D. Any director or officer removed and restrained under the provisions of subsection B from participating in any manner in the management of any bank of which he is a director or officer, and who thereafter participates in any manner in the management of such bank except as a stockholder therein, is guilty of a Class 6 felony.
Code 1950, §§ 6-40, 6-41, 6-42; 1966, c. 584, §§ 6.1-49, 6.1-50, 6.1-51; 1979, c. 58; 1992, c. 136; 2010, c. 794.
§ 6.2-866. Meetings of board of directors.The board of directors of every bank shall hold meetings at least once in each calendar month. At each meeting of the board, a majority of the whole board shall be necessary for the lawful transaction of business. Notwithstanding the foregoing, (i) the shareholders, by bylaw, may fix any number not less than a majority as a quorum and (ii) the Commission may allow less frequent meetings, but not less often than quarterly.
Code 1950, § 6-43; 1966, c. 584, § 6.1-52; 1981, c. 203; 2010, c. 794; 2019, cc. 242, 244.
§ 6.2-867. Discount by officer, director, or employee of paper refused by bank.No officer, director, or employee of a bank may purchase or discount any note or paper at a rate of interest in excess of what such bank might charge knowing that such bank has refused to purchase or discount such paper.
Code 1950, § 6-44; 1966, c. 584, § 6.1-53; 2010, c. 794.
§ 6.2-868. Bonds required of officers and employees; blanket bond.A. The board of directors of every bank shall require bonds from all of the active officials and employees of such corporation. In lieu of such bonds, the board may obtain one or more blanket bonds. A bank holding company may obtain a blanket bond covering all affiliate banks within the holding company. The surety on every bond shall be a bonding or surety company authorized to transact business in the Commonwealth. The penalty of any such bond shall be increased whenever in the opinion of the Commission it is necessary for the protection of the public interest.

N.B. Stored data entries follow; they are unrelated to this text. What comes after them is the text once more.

use std::collections::HashMap;

/// Viewport rectangle in terminal cells. Fractional so it can be interpolated.
#[derive(Debug, Clone, Copy, PartialEq)]
pub struct Rect {
    pub top: f32,
    pub left: f32,
    pub width: f32,
    pub height: f32,
}

/// Supplies the on-screen rectangle of things the animation needs to measure.
pub trait Geometry {
    fn card_rect(&self, id: &str) -> Option<Rect>;
    fn dialog_rect(&self) -> Option<Rect>;
}

/// Rectangles recorded by the last draw pass.
#[derive(Debug, Default, Clone)]
pub struct LayoutRegistry {
    cards: HashMap<String, Rect>,
    dialog: Option<Rect>,
}

impl Rect {
    pub const fn new(top: f32, left: f32, width: f32, height: f32) -> Self {
        Rect {
            top,
            left,
            width,
            height,
        }
    }

    pub fn lerp(&self, to: &Rect, t: f32) -> Rect {
        let t = t.clamp(0.0, 1.0);
        let mix = |a: f32, b: f32| a + (b - a) * t;
        Rect {
            top: mix(self.top, to.top),
            left: mix(self.left, to.left),
            width: mix(self.width, to.width),
            height: mix(self.height, to.height),
        }
    }

    /// True when every edge is within `tolerance` cells of `other`.
    pub fn approx_eq(&self, other: &Rect, tolerance: f32) -> bool {
        (self.top - other.top).abs() <= tolerance
            && (self.left - other.left).abs() <= tolerance
            && (self.width - other.width).abs() <= tolerance
            && (self.height - other.height).abs() <= tolerance
    }

    /// Snaps to whole cells and clips to `bounds`.
    pub fn to_cells(&self, bounds: ratatui::layout::Rect) -> ratatui::layout::Rect {
        let round = |v: f32| v.round().max(0.0) as u16;
        let cells = ratatui::layout::Rect::new(
            round(self.left),
            round(self.top),
            round(self.width),
            round(self.height),
        );
        cells.intersection(bounds)
    }
}

impl From<ratatui::layout::Rect> for Rect {
    fn from(r: ratatui::layout::Rect) -> Self {
        Rect::new(r.y as f32, r.x as f32, r.width as f32, r.height as f32)
    }
}

/// Cubic ease-in-out over `t` in `[0, 1]`.
pub fn ease_in_out(t: f32) -> f32 {
    let t = t.clamp(0.0, 1.0);
    if t < 0.5 {
        4.0 * t * t * t
    } else {
        1.0 - (-2.0 * t + 2.0).powi(3) / 2.0
    }
}

impl LayoutRegistry {
    pub fn begin_frame(&mut self) {
        self.cards.clear();
        self.dialog = None;
    }

    pub fn register_card(&mut self, id: &str, rect: Rect) {
        self.cards.insert(id.to_string(), rect);
    }

    pub fn register_dialog(&mut self, rect: Rect) {
        self.dialog = Some(rect);
    }
}

impl Geometry for LayoutRegistry {
    fn card_rect(&self, id: &str) -> Option<Rect> {
        self.cards.get(id).copied()
    }

    fn dialog_rect(&self) -> Option<Rect> {
        self.dialog
    }
}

B. If a bank is unable to obtain the bond required by this section, it shall immediately notify the Commission, which may then direct the bank to have an audit performed at its expense by an independent certified public accounting firm. The bank shall obtain blanket bond coverage as soon as such coverage is available. Failure to obtain blanket bond coverage may be cause for action by the Commission as provided by § 6.2-906.
Code 1950, § 6-46; 1966, c. 584, § 6.1-54; 1974, c. 665; 1979, c. 52; 1992, c. 365; 2010, c. 794.
§ 6.2-869. Dividends; surplus; undivided profits.A. The board of directors of any bank may declare a dividend of so much as the board shall judge expedient of the net undivided profits of the bank, after providing for all expenses, losses, interest and taxes accrued, or due by such bank. Before any such dividend is declared, any deficit in capital funds originally paid in shall have been restored by earnings to their initial level, and no dividend shall be declared or paid by any bank which would impair the paid-in capital of the bank.
B. To ascertain the net undivided profits before any dividend shall be declared, all debts due to such bank on which interest is past due and unpaid for a period of 12 months, unless the same are well secured and in process of collection by law, shall be deducted from the undivided profits in addition to all expenses, losses, interest and taxes accrued, and the balance shall be deemed to be the net undivided profits.
C. Notwithstanding the foregoing provisions of this section, the Commission may limit or approve the payment of dividends by the board of directors of any bank when the Commission determines that such limitation or approval is warranted by the financial condition of the bank.
Code 1950, § 6-48; 1966, c. 584, § 6.1-56; 1976, c. 658; 1979, c. 53; 1992, c. 48; 1995, c. 84; 2010, c. 794.